**WHAT TO WORK ON:** Repeat the data exactly as it appears.

**DATA FOR THIS TASK:**
[Start of Attachment]

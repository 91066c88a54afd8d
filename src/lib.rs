//! # W3G Replay
//!
//! A Warcraft III replay (.w3g) decoder.
//!
//! The library turns a replay file into the game's metadata (map, players,
//! slots, rules) and a time-ordered event log of chat messages, players
//! leaving with their outcomes, the end-of-game countdown and player
//! command batches.
//!
//! ## Quick Start
//!
//! ```no_run
//! use w3g_replay::events::EventKind;
//! use w3g_replay::{Replay, Result};
//!
//! fn print_leavers(data: &[u8]) -> Result<()> {
//!     let replay = Replay::parse(data)?;
//!
//!     println!("Map: {}", replay.settings().map_name);
//!     println!("Duration: {}", replay.header().duration_string());
//!
//!     for event in replay.events() {
//!         if let EventKind::LeftGame(left) = &event.kind {
//!             let name = replay.player_name_by_id(left.player_id)?;
//!             println!("[{}] {name} {}", event.clock_string(), left.outcome());
//!         }
//!     }
//!     Ok(())
//! }
//! ```
//!
//! ## Module Overview
//!
//! - [`error`] - Error types and result alias for parser operations
//! - [`binary`] - Low-level readers for little-endian data, C strings and bits
//! - [`format`] - Container constants, header versions and game mode flags
//! - [`header`] - Container header parsing
//! - [`decompress`] - Block stream decompression
//! - [`obfuscation`] - Decoder for the masked settings string
//! - [`records`] - Startup record parsing (players, slots, settings, lobby)
//! - [`events`] - Event model and event stream parsing
//! - [`replay`] - The decoded replay and player lookups
//!
//! ## Pipeline
//!
//! 1. [`Header::parse`] reads the fixed header (64 bytes for v0, 68 for v1).
//! 2. [`decompress`] inflates `block_count` zlib blocks into one buffer.
//! 3. [`records::StartupRecord::parse`] reads the lobby description from the
//!    start of that buffer.
//! 4. [`events::parse_events`] walks the tagged records that follow.
//!
//! All multi-byte integers are stored in little-endian byte order.

#![deny(missing_docs)]
#![deny(unsafe_code)]
#![warn(clippy::all)]
#![warn(clippy::pedantic)]
#![allow(clippy::module_name_repetitions)]

pub mod binary;
pub mod decompress;
pub mod error;
pub mod events;
pub mod format;
pub mod header;
pub mod obfuscation;
pub mod records;
pub mod replay;

// Re-export commonly used types at the crate root
pub use decompress::decompress;
pub use error::{ParserError, Result};
pub use events::{Event, EventKind, LeaveOutcome};
pub use format::{GameMode, HeaderVersion};
pub use header::Header;
pub use records::{GameSettings, Player, SlotRecord, StartupRecord};
pub use replay::{PlayerRef, Replay};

[End of Attachment]

**WRITTEN RESPONSE:**
repository 91066c88a54afd8d
filename src/lib.rs
//! # W3G Replay
//!
//! A Warcraft III replay (.w3g) decoder.
//!
//! The library turns a replay file into the game's metadata (map, players,
//! slots, rules) and a time-ordered event log of chat messages, players
//! leaving with their outcomes, the end-of-game countdown and player
//! command batches.
//!
//! ## Quick Start
//!
//! ```no_run
//! use w3g_replay::events::EventKind;
//! use w3g_replay::{Replay, Result};
//!
//! fn print_leavers(data: &[u8]) -> Result<()> {
//!     let replay = Replay::parse(data)?;
//!
//!     println!("Map: {}", replay.settings().map_name);
//!     println!("Duration: {}", replay.header().duration_string());
//!
//!     for event in replay.events() {
//!         if let EventKind::LeftGame(left) = &event.kind {
//!             let name = replay.player_name_by_id(left.player_id)?;
//!             println!("[{}] {name} {}", event.clock_string(), left.outcome());
//!         }
//!     }
//!     Ok(())
//! }
//! ```
//!
//! ## Module Overview
//!
//! - [`error`] - Error types and result alias for parser operations
//! - [`binary`] - Low-level readers for little-endian data, C strings and bits
//! - [`format`] - Container constants, header versions and game mode flags
//! - [`header`] - Container header parsing
//! - [`decompress`] - Block stream decompression
//! - [`obfuscation`] - Decoder for the masked settings string
//! - [`records`] - Startup record parsing (players, slots, settings, lobby)
//! - [`events`] - Event model and event stream parsing
//! - [`replay`] - The decoded replay and player lookups
//!
//! ## Pipeline
//!
//! 1. [`Header::parse`] reads the fixed header (64 bytes for v0, 68 for v1).
//! 2. [`decompress`] inflates `block_count` zlib blocks into one buffer.
//! 3. [`records::StartupRecord::parse`] reads the lobby description from the
//!    start of that buffer.
//! 4. [`events::parse_events`] walks the tagged records that follow.
//!
//! All multi-byte integers are stored in little-endian byte order.

#![deny(missing_docs)]
#![deny(unsafe_code)]
#![warn(clippy::all)]
#![warn(clippy::pedantic)]
#![allow(clippy::module_name_repetitions)]

pub mod binary;
pub mod decompress;
pub mod error;
pub mod events;
pub mod format;
pub mod header;
pub mod obfuscation;
pub mod records;
pub mod replay;

// Re-export commonly used types at the crate root
pub use decompress::decompress;
pub use error::{ParserError, Result};
pub use events::{Event, EventKind, LeaveOutcome};
pub use format::{GameMode, HeaderVersion};
pub use header::Header;
pub use records::{GameSettings, Player, SlotRecord, StartupRecord};
pub use replay::{PlayerRef, Replay};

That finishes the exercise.